Sanders v. Johnston

Decision Date21 January 1948
Docket NumberNo. 11622.,11622.
Citation165 F.2d 736
PartiesSANDERS v. JOHNSTON, Warden.
CourtU.S. Court of Appeals — Ninth Circuit

Hilliard Sanders, in pro. per. for appellant.

Frank J. Hennessy, U. S. Atty., and Joseph Karesh, Asst. U. S. Atty., both of San Francisco, Cal., for appellee.

Before GARRECHT, HEALY, and ORR, Circuit Judges.

ORR, Circuit Judge.

The question in this case is whether a conviction for the crime of armed robbery obtained in the United States District Court for the District of Maryland is now a nullity because the written judgment failed to include all matters prescribed by Rule 32(b) of the Federal Rules of Criminal Procedure, 18 U.S.C.A. following section 687. The judgment reads as follows:

"* * * that the defendant Hilliard Sanders, also known as George L. Thompson be committed to the custody of the Attorney General of the United States for imprisonment in such place of confinement as he may designate, for the period of twenty years and pay a fine of $5,000.00 with costs, and with further commitment in default of payment of said fine."

The appeal is from an order of the District Court of the United States for the Northern District of California, Southern Division, denying appellant's petition for a writ of habeas corpus.

Appellant is an inmate of the United States penitentiary at Alcatraz, California, being confined there upon a commitment issued pursuant to the judgment rendered by said United States District Court for Maryland.
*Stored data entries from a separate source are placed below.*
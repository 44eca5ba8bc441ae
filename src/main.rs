use anyhow::Result;
use clap::Parser;
use colored::Colorize;
use tracing_subscriber::{fmt, prelude::*, EnvFilter};

use condosync::cli::args::{Cli, Commands};
use condosync::cli::commands::{self, Environment};
use condosync::error::SyncError;

#[tokio::main]
async fn main() {
    init_tracing();

    if let Err(e) = run().await {
        eprintln!("{}: {}", "error".red().bold(), e);
        std::process::exit(1);
    }
}

fn init_tracing() {
    let filter = EnvFilter::try_from_default_env().unwrap_or_else(|_| EnvFilter::new("condosync=info"));

    tracing_subscriber::registry()
        .with(filter)
        .with(fmt::layer().with_writer(std::io::stderr).with_target(false))
        .init();
}

async fn run() -> Result<(), SyncError> {
    let cli = Cli::parse();
    let format = cli.output;
    let env = Environment {
        offline: cli.offline,
        base_url: cli.base_url,
        api_key: cli.api_key,
    };

    let output = match cli.command {
        Commands::Queue(args) => commands::queue(&env, args.command, format)?,
        Commands::DeadLetter(args) => commands::dead_letter(&env, args.command, format)?,
        Commands::Write(args) => commands::write(&env, args.command, format).await?,
        Commands::Status => commands::status(&env, format).await?,
        Commands::Sync(args) => commands::sync(&env, args.command, format).await?,
    };

    if !output.is_empty() {
        println!("{output}");
    }

    Ok(())
}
The judgment is alleged to be null and void in that it fails to set forth the plea, recite the verdict or contain an adjudication of appellant's guilt.
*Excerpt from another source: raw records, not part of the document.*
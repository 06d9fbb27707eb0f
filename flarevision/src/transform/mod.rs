//! Transformation module.
//!
//! Turns a loaded [`Table`] into a [`GroupedReport`]:
//! - Project: keep the report columns, fill blanks, label uncategorized rows
//! - Grouper: one section per category
//! - Pipeline: load → transform → render → write

pub mod grouper;
pub mod pipeline;
pub mod project;

pub use grouper::group_by;
pub use pipeline::*;
pub use project::{fill_blanks, normalize_category, project};

use crate::error::SchemaResult;
use crate::models::{GroupedReport, Table, CATEGORY_COLUMN, REQUIRED_COLUMNS};

/// Run every transformation step on a loaded table.
pub fn prepare(table: &Table) -> SchemaResult<GroupedReport> {
    let dataset = project(table, &REQUIRED_COLUMNS)?;
    let dataset = normalize_category(fill_blanks(dataset));
    Ok(group_by(dataset, CATEGORY_COLUMN))
}

#[cfg(test)]
mod tests {
    use super::*;
    use crate::config::LoadOptions;
    use crate::error::SchemaError;
    use crate::models::UNCATEGORIZED;
    use crate::parser::parse_str;

    const HEADER: &str = "category_name,credential_preview,id,source_name,browser_url,title,posted_at";

    fn load(body: &str) -> Table {
        parse_str(&format!("{HEADER}\n{body}"), &LoadOptions::default()).unwrap()
    }

    #[test]
    fn test_prepare_scenario() {
        let table = load(
            "Leak,u***@x.com,1,forum,http://a,First,2024-01-01\n\
             ,,2,paste,http://b,Second,2024-01-02\n\
             Leak,,3,forum,,Third,",
        );
        let report = prepare(&table).unwrap();

        assert_eq!(report.keys().collect::<Vec<_>>(), vec!["Leak", UNCATEGORIZED]);
        let leak_ids: Vec<_> = report.groups[0].rows.iter().map(|r| r.value(2)).collect();
        assert_eq!(leak_ids, vec!["1", "3"]);
        assert_eq!(report.groups[1].rows[0].value(2), "2");
        assert_eq!(report.row_count(), table.len());
    }

    #[test]
    fn test_prepare_every_cell_filled() {
        let table = load("NaN,,1,,,,\n,null,2,,,,");
        let report = prepare(&table).unwrap();

        assert_eq!(report.groups.len(), 1);
        assert_eq!(report.groups[0].key, UNCATEGORIZED);
        assert!(report.groups.iter().flat_map(|g| &g.rows).all(|r| r.is_filled()));
    }

    #[test]
    fn test_prepare_is_deterministic() {
        let table = load("B,,1,,,,\nA,,2,,,,\nB,,3,,,,");
        assert_eq!(prepare(&table).unwrap(), prepare(&table).unwrap());
    }

    #[test]
    fn test_prepare_missing_column() {
        let table = parse_str("category_name,id\nLeak,1", &LoadOptions::default()).unwrap();
        assert!(matches!(prepare(&table), Err(SchemaError::MissingColumns(_))));
    }
}
//! End-to-end report generation.
//!
//! ```text
//! CSV file → load → prepare (project, fill, group) → render → write
//! ```
//!
//! # Example
//!
//! ```rust,ignore
//! use flarevision::{generate_report, ConsoleReporter, ReportConfig};
//!
//! let summary = generate_report(&ReportConfig::new("export.csv"), &ConsoleReporter)?;
//! println!("Wrote {}", summary.output_path);
//! ```

use std::ffi::OsString;
use std::path::{Path, PathBuf};

use crate::config::{ReportConfig, OUTPUT_EXTENSION, OUTPUT_SUFFIX};
use crate::error::{ReportError, ReportResult};
use crate::logs::{LogEntry, Reporter};
use crate::models::{ReportSummary, UNCATEGORIZED};
use crate::parser::load_csv_file;
use crate::render::{render_document, write_report};

use super::prepare;

/// Report path for an input file: extension dropped, suffix appended.
///
/// `exports/flare.csv` becomes `exports/flare_filtered_searchable.html`.
pub fn derive_output_path(input: &Path) -> PathBuf {
    let mut name = OsString::new();
    if let Some(stem) = input.file_stem() {
        name.push(stem);
    }
    name.push(OUTPUT_SUFFIX);
    name.push(".");
    name.push(OUTPUT_EXTENSION);
    input.with_file_name(name)
}

/// Load, transform, render and write one report.
///
/// Nothing is written unless every earlier stage succeeded.
pub fn generate_report<R: Reporter>(config: &ReportConfig, reporter: &R) -> ReportResult<ReportSummary> {
    if config.input.as_os_str().is_empty() {
        return Err(ReportError::NoInput);
    }

    let output = config
        .output
        .clone()
        .unwrap_or_else(|| derive_output_path(&config.input));

    // Step 1: load
    reporter.info(format!("📖 Reading {}", config.input.display()));
    let table = load_csv_file(&config.input, &config.load)?;
    reporter.success(format!("Read {} rows, {} columns", table.len(), table.headers.len()));

    // Step 2: transform
    let report = prepare(&table)?;
    let uncategorized_count = report
        .groups
        .iter()
        .find(|g| g.key == UNCATEGORIZED)
        .map_or(0, |g| g.rows.len());

    reporter.success(format!("Grouped into {} categories", report.groups.len()));
    for group in &report.groups {
        reporter.log(LogEntry::info(format!("{}: {} rows", group.key, group.rows.len())).with_indent(1));
    }
    if uncategorized_count > 0 {
        reporter.warning(format!("{} rows without a category", uncategorized_count));
    }

    // Step 3: render and write
    let html = render_document(&report, &config.render);
    write_report(&output, &html)?;
    reporter.success(format!("Wrote {} bytes to {}", html.len(), output.display()));

    Ok(ReportSummary {
        input_path: config.input.display().to_string(),
        output_path: output.display().to_string(),
        row_count: report.row_count(),
        group_count: report.groups.len(),
        uncategorized_count,
    })
}

#[cfg(test)]
mod tests {
    use super::*;
    use crate::error::{InputError, SchemaError};
    use crate::logs::{LogLevel, MemoryReporter};

    const HEADER: &str = "category_name,credential_preview,id,source_name,browser_url,title,posted_at,extra";

    fn write_csv(dir: &Path, name: &str, body: &str) -> PathBuf {
        let path = dir.join(name);
        std::fs::write(&path, format!("{HEADER}\n{body}")).unwrap();
        path
    }

    #[test]
    fn test_derive_output_path() {
        assert_eq!(
            derive_output_path(Path::new("exports/flare.csv")),
            PathBuf::from("exports/flare_filtered_searchable.html")
        );
        assert_eq!(
            derive_output_path(Path::new("archive.tar.gz")),
            PathBuf::from("archive.tar_filtered_searchable.html")
        );
        assert_eq!(
            derive_output_path(Path::new("/tmp/export")),
            PathBuf::from("/tmp/export_filtered_searchable.html")
        );
        assert_eq!(
            derive_output_path(Path::new(".hidden")),
            PathBuf::from(".hidden_filtered_searchable.html")
        );
    }

    #[test]
    fn test_generate_report_scenario() {
        let dir = tempfile::tempdir().unwrap();
        let input = write_csv(
            dir.path(),
            "export.csv",
            "Leak,a***,1,forum,http://a,One,2024-01-01,x\n\
             ,b***,2,paste,http://b,Two,2024-01-02,y\n\
             Leak,c***,3,forum,http://c,Three,2024-01-03,z\n",
        );
        let reporter = MemoryReporter::new();

        let summary = generate_report(&ReportConfig::new(&input), &reporter).unwrap();

        let output = dir.path().join("export_filtered_searchable.html");
        assert_eq!(summary.output_path, output.display().to_string());
        assert_eq!(summary.row_count, 3);
        assert_eq!(summary.group_count, 2);
        assert_eq!(summary.uncategorized_count, 1);

        let html = std::fs::read_to_string(&output).unwrap();
        let leak = html.find("<h2>Leak</h2>").unwrap();
        let uncategorized = html.find("<h2>Uncategorized</h2>").unwrap();
        assert!(leak < uncategorized);
        let one = html.find("<td>1</td>").unwrap();
        let three = html.find("<td>3</td>").unwrap();
        let two = html.find("<td>2</td>").unwrap();
        assert!(leak < one && one < three && three < uncategorized && uncategorized < two);
        assert!(!html.contains("extra"));

        assert_eq!(reporter.messages(LogLevel::Warning), vec!["1 rows without a category"]);
    }

    #[test]
    fn test_rerun_is_byte_identical() {
        let dir = tempfile::tempdir().unwrap();
        let input = write_csv(dir.path(), "e.csv", "B,,1,,,,,\nNA,,2,,,,,\nA,,3,,,,,\n");
        let config = ReportConfig::new(&input);
        let output = derive_output_path(&input);

        generate_report(&config, &crate::logs::SilentReporter).unwrap();
        let first = std::fs::read(&output).unwrap();
        generate_report(&config, &crate::logs::SilentReporter).unwrap();
        let second = std::fs::read(&output).unwrap();

        assert_eq!(first, second);
    }

    #[test]
    fn test_missing_column_writes_nothing() {
        let dir = tempfile::tempdir().unwrap();
        let input = dir.path().join("bad.csv");
        std::fs::write(&input, "category_name,id\nLeak,1\n").unwrap();

        let err = generate_report(&ReportConfig::new(&input), &MemoryReporter::new()).unwrap_err();

        assert!(matches!(err, ReportError::Schema(SchemaError::MissingColumns(_))));
        assert!(!derive_output_path(&input).exists());
    }

    #[test]
    fn test_missing_input_writes_nothing() {
        let dir = tempfile::tempdir().unwrap();
        let input = dir.path().join("absent.csv");

        let err = generate_report(&ReportConfig::new(&input), &MemoryReporter::new()).unwrap_err();

        assert!(matches!(err, ReportError::Input(InputError::Unreadable { .. })));
        assert!(!derive_output_path(&input).exists());
    }

    #[test]
    fn test_explicit_output_path() {
        let dir = tempfile::tempdir().unwrap();
        let input = write_csv(dir.path(), "e.csv", "Leak,,1,,,,,\n");
        let output = dir.path().join("report.html");

        let config = ReportConfig::new(&input).with_output(&output);
        generate_report(&config, &MemoryReporter::new()).unwrap();

        assert!(output.exists());
        assert!(!derive_output_path(&input).exists());
    }

    #[test]
    fn test_empty_input_path() {
        let err = generate_report(&ReportConfig::default(), &MemoryReporter::new()).unwrap_err();
        assert!(matches!(err, ReportError::NoInput));
    }
}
Upon the filing of the petition an order to show cause was issued and appellee filed a return to which was attached as exhibits a certified copy of the indictment returned against appellant by which he was charged with armed bank robbery; also, certified copies of docket entries, sentence and commitment. These certified copies of the trial court's records establish that appellant was duly and regularly charged with armed bank robbery; duly and regularly convicted of said crime by the verdict of a jury duly and regularly empaneled in said court and cause, and that pursuant to said charge regularly made, and said verdict duly returned and entered of record, appellant was duly and regularly sentenced to serve twenty years imprisonment and fined in the sum of five thousand dollars.

Appellant (petitioner in the lower court) moved to strike the exhibits attached to the return. The motion was denied. The trial court determined that the pleadings and attached exhibits disclosed sufficient legal grounds for the detention of the prisoner (appellant) and that therefore no necessity existed for the issuance of a writ of habeas corpus and the holding of a hearing thereon. The petition was dismissed and the order to show cause discharged. Walker v. Johnston, 312 U.S. 275, 61 S.Ct. 574, 85 L.Ed. 830.

Rule 32(b)1 prescribes a recital in the judgment of the several steps taken by the court during the progress of a case from the entry of a plea to the pronouncement of sentence. Such a recital in the judgment would be prima facie evidence that the steps set forth therein actually took place, but it does not follow that a failure to make such a recital in the written judgment nullifies steps which did in fact...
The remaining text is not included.